§ Stored data
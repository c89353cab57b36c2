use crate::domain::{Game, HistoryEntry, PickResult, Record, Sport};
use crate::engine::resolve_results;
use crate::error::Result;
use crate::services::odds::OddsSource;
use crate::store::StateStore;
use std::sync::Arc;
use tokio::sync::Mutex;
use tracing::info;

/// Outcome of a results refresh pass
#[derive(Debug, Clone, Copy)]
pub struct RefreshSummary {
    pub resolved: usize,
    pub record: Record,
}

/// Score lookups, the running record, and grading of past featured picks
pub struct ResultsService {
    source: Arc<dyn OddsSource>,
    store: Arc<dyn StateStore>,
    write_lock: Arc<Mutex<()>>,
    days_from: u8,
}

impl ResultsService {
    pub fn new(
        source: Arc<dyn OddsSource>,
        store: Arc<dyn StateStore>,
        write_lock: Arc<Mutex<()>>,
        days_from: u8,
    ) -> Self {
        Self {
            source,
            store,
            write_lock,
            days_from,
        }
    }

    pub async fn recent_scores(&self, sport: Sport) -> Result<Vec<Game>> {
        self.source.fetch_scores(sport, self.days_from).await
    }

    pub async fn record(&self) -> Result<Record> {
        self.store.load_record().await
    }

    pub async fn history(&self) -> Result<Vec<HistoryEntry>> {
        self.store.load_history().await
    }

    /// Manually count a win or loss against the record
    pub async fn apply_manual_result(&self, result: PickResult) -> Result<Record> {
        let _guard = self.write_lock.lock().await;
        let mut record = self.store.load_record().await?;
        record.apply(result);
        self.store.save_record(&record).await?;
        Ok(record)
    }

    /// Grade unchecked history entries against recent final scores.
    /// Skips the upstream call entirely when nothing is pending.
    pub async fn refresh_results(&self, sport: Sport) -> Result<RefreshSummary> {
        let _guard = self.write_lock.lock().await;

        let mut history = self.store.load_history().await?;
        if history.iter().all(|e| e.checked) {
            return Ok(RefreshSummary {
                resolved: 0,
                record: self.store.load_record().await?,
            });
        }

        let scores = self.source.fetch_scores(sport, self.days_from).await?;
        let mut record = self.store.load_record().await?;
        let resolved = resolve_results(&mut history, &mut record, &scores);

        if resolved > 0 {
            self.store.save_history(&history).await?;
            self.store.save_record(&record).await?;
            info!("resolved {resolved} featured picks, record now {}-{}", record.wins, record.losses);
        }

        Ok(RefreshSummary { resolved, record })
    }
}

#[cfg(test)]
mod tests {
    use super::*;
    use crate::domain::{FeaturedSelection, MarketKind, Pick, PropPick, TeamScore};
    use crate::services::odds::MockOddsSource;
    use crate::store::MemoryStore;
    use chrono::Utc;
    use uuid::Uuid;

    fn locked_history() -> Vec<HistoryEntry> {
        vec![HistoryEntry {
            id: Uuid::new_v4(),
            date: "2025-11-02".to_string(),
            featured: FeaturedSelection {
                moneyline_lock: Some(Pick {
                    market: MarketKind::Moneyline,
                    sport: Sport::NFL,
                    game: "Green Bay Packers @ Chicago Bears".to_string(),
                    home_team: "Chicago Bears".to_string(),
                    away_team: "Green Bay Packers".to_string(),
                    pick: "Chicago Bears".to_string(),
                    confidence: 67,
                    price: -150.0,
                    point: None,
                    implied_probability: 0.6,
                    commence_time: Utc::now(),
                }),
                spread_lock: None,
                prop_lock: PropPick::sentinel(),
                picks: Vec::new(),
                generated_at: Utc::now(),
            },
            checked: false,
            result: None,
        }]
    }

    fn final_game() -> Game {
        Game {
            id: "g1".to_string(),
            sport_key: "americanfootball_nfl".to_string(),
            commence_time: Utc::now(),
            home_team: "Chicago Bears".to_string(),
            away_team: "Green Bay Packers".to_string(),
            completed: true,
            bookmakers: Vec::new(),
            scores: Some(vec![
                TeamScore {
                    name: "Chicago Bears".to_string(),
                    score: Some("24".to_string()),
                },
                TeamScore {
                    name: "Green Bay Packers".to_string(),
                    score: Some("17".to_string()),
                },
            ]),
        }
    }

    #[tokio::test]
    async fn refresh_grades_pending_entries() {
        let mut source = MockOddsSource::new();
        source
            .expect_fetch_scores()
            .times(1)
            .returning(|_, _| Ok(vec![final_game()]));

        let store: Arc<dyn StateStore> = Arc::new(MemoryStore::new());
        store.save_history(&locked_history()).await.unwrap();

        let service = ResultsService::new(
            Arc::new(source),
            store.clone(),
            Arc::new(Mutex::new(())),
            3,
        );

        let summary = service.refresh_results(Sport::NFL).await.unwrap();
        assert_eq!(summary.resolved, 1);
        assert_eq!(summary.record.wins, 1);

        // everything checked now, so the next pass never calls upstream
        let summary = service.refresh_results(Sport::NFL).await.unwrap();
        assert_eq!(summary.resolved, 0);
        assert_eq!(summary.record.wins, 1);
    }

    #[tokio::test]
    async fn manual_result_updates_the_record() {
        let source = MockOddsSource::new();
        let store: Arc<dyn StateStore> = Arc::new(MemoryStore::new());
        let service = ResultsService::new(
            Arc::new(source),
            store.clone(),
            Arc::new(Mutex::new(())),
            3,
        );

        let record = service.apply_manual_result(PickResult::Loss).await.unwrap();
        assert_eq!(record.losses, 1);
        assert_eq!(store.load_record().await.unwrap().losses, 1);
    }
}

§ Work order
What number of lines in the records contain the word "info"? Answer with that number alone.

§ Exercise answer
2